[Data entries]

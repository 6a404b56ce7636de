//! Connection state machine and command/response orchestration.
//!
//! A [`Session`] owns one transport and the key fragment obtained from the
//! new-connection handshake, and walks the explicit state machine
//!
//! ```text
//! Disconnected -> Handshaking -> Ready -> Closed
//! ```
//!
//! Commands are accepted only in `Ready`, which turns "issued a command
//! before the handshake" into an early runtime check instead of a decode
//! failure deep in the stack. The session is strictly sequential: one
//! command in flight, one response read to completion, no sharing between
//! callers.
//!
//! # Fragment lifetime
//!
//! The handshake fragment is fixed for the whole connection. Every outbound
//! frame carries and encrypts under it; a response's header fragment is used
//! once, to decrypt that single response, and is then discarded — it never
//! replaces the session's own fragment.
//!
//! # Failure handling
//!
//! Transport, framing and length errors leave the byte stream in an unknown
//! position, so the session tears itself down (`Closed`) rather than risk
//! reinterpreting a partial frame as a new one. A padding failure after
//! decryption only invalidates the one command; the stream is still aligned
//! on a frame boundary and the session stays `Ready`.

use crate::cipher;
use crate::command::{Command, HANDSHAKE_REQUEST, HANDSHAKE_RESPONSE_SIZE};
use crate::error::{DriftError, Result};
use crate::frame::{Frame, LENGTH_PREFIX_SIZE, MIN_FRAME_SIZE, MIN_RESPONSE_SIZE};
use crate::keys::{inbound_key, outbound_key, KeyFragment, FRAGMENT_SIZE};
use crate::response::Response;
use crate::transport::Transport;

/// Connection lifecycle state.
#[derive(Debug, Clone, Copy, PartialEq, Eq)]
pub enum ConnectionState {
    /// No connection established.
    Disconnected,
    /// Handshake request sent, response pending.
    Handshaking,
    /// Handshake complete; commands may be issued.
    Ready,
    /// Connection released; no further operations permitted.
    Closed,
}

impl std::fmt::Display for ConnectionState {
    fn fmt(&self, f: &mut std::fmt::Formatter<'_>) -> std::fmt::Result {
        match self {
            ConnectionState::Disconnected => write!(f, "disconnected"),
            ConnectionState::Handshaking => write!(f, "handshaking"),
            ConnectionState::Ready => write!(f, "ready"),
            ConnectionState::Closed => write!(f, "closed"),
        }
    }
}

/// One encrypted protocol session over one transport.
///
/// Created by [`Session::handshake`]; destroyed by [`Session::close`] or by
/// a fatal protocol error.
///
/// # Example
///
/// ```no_run
/// use drift_plc::{Command, Session, TcpTransport};
///
/// let transport = TcpTransport::with_default_timeout(
///     "192.168.1.10:34854".parse().unwrap(),
/// )?;
/// let mut session = Session::handshake(transport)?;
///
/// let response = session.issue(&Command::ReadSensor { id: 7 })?;
/// println!("status: {}", response.status);
/// # Ok::<(), drift_plc::DriftError>(())
/// ```
pub struct Session<T: Transport> {
    transport: Option<T>,
    fragment: KeyFragment,
    state: ConnectionState,
}

impl<T: Transport> Session<T> {
    /// Performs the new-connection handshake on a fresh transport.
    ///
    /// Sends the fixed request `00 03 01`, reads the 12-byte response and
    /// keeps its last 8 bytes as the session's key fragment.
    ///
    /// # Errors
    ///
    /// Returns [`DriftError::HandshakeFailed`] on any I/O failure or short
    /// read. Handshake failures are fatal and never retried by the core; a
    /// retry policy, if any, belongs to the driver. On failure no session
    /// exists and the caller is back where it started: disconnected.
    pub fn handshake(mut transport: T) -> Result<Self> {
        transport
            .send(&HANDSHAKE_REQUEST)
            .map_err(|e| DriftError::handshake_failed(format!("sending request: {e}")))?;

        let response = transport
            .recv_exact(HANDSHAKE_RESPONSE_SIZE)
            .map_err(|e| DriftError::handshake_failed(format!("reading response: {e}")))?;

        let fragment = KeyFragment::from_slice(&response[HANDSHAKE_RESPONSE_SIZE - FRAGMENT_SIZE..])
            .map_err(|e| DriftError::handshake_failed(e.to_string()))?;

        Ok(Self {
            transport: Some(transport),
            fragment,
            state: ConnectionState::Ready,
        })
    }

    /// Returns the current connection state.
    pub fn state(&self) -> ConnectionState {
        self.state
    }

    /// Returns the session's key fragment.
    pub fn fragment(&self) -> &KeyFragment {
        &self.fragment
    }

    /// Issues one command and reads its response, the only steady-state
    /// transition (`Ready -> Ready`).
    ///
    /// The command body is padded and encrypted under the outbound key (the
    /// session fragment self-concatenated), framed with the session fragment
    /// in the header, and written to the transport. The response frame's
    /// header fragment then combines with the session fragment into the
    /// inbound key for that one response.
    ///
    /// # Errors
    ///
    /// - [`DriftError::NotReady`] if the session is not `Ready`.
    /// - [`DriftError::IncompleteResponse`] if the response frame is shorter
    ///   than 18 bytes; decryption is never attempted.
    /// - [`DriftError::MalformedFrame`] on any framing inconsistency.
    /// - [`DriftError::Padding`] if the response fails to decrypt cleanly;
    ///   the session remains usable.
    /// - [`DriftError::Io`] / [`DriftError::Timeout`] on transport failure.
    ///
    /// Every error except `Padding` closes the session: a partially
    /// consumed frame must never be reinterpreted as the start of a new one.
    pub fn issue(&mut self, command: &Command) -> Result<Response> {
        if self.state != ConnectionState::Ready {
            return Err(DriftError::NotReady { state: self.state });
        }

        match self.exchange(command) {
            Ok(response) => Ok(response),
            Err(err) => {
                if err.is_fatal() {
                    self.close();
                }
                Err(err)
            }
        }
    }

    fn exchange(&mut self, command: &Command) -> Result<Response> {
        let transport = self
            .transport
            .as_mut()
            .ok_or(DriftError::NotReady {
                state: ConnectionState::Closed,
            })?;

        let ciphertext = cipher::encrypt(&outbound_key(&self.fragment), &command.to_bytes());
        let request = Frame::new(self.fragment, ciphertext).to_bytes()?;
        transport.send(&request)?;

        let prefix = transport.recv_exact(LENGTH_PREFIX_SIZE)?;
        let declared = u16::from_be_bytes([prefix[0], prefix[1]]) as usize;
        if declared < MIN_FRAME_SIZE {
            return Err(DriftError::malformed_frame(format!(
                "declared length {declared} smaller than the {MIN_FRAME_SIZE}-byte header"
            )));
        }

        let rest = transport.recv_exact(declared - LENGTH_PREFIX_SIZE)?;
        if declared < MIN_RESPONSE_SIZE {
            return Err(DriftError::IncompleteResponse { len: declared });
        }

        let mut raw = prefix;
        raw.extend_from_slice(&rest);
        let frame = Frame::from_bytes(&raw)?;

        let key = inbound_key(&self.fragment, &frame.fragment);
        let plaintext = cipher::decrypt(&key, &frame.ciphertext)?;

        Response::from_bytes(&plaintext)
    }

    /// Releases the transport and closes the session.
    ///
    /// Closing an already-closed session is a no-op. All subsequent
    /// [`issue`](Session::issue) calls fail with [`DriftError::NotReady`].
    pub fn close(&mut self) {
        self.transport = None;
        self.state = ConnectionState::Closed;
    }
}

impl<T: Transport> std::fmt::Debug for Session<T> {
    fn fmt(&self, f: &mut std::fmt::Formatter<'_>) -> std::fmt::Result {
        f.debug_struct("Session")
            .field("fragment", &self.fragment)
            .field("state", &self.state)
            .finish()
    }
}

Assignment:
Copy out each line of the records above that includes "closes".

Reply:
    /// Every error except `Padding` closes the session: a partially
    /// Releases the transport and closes the session.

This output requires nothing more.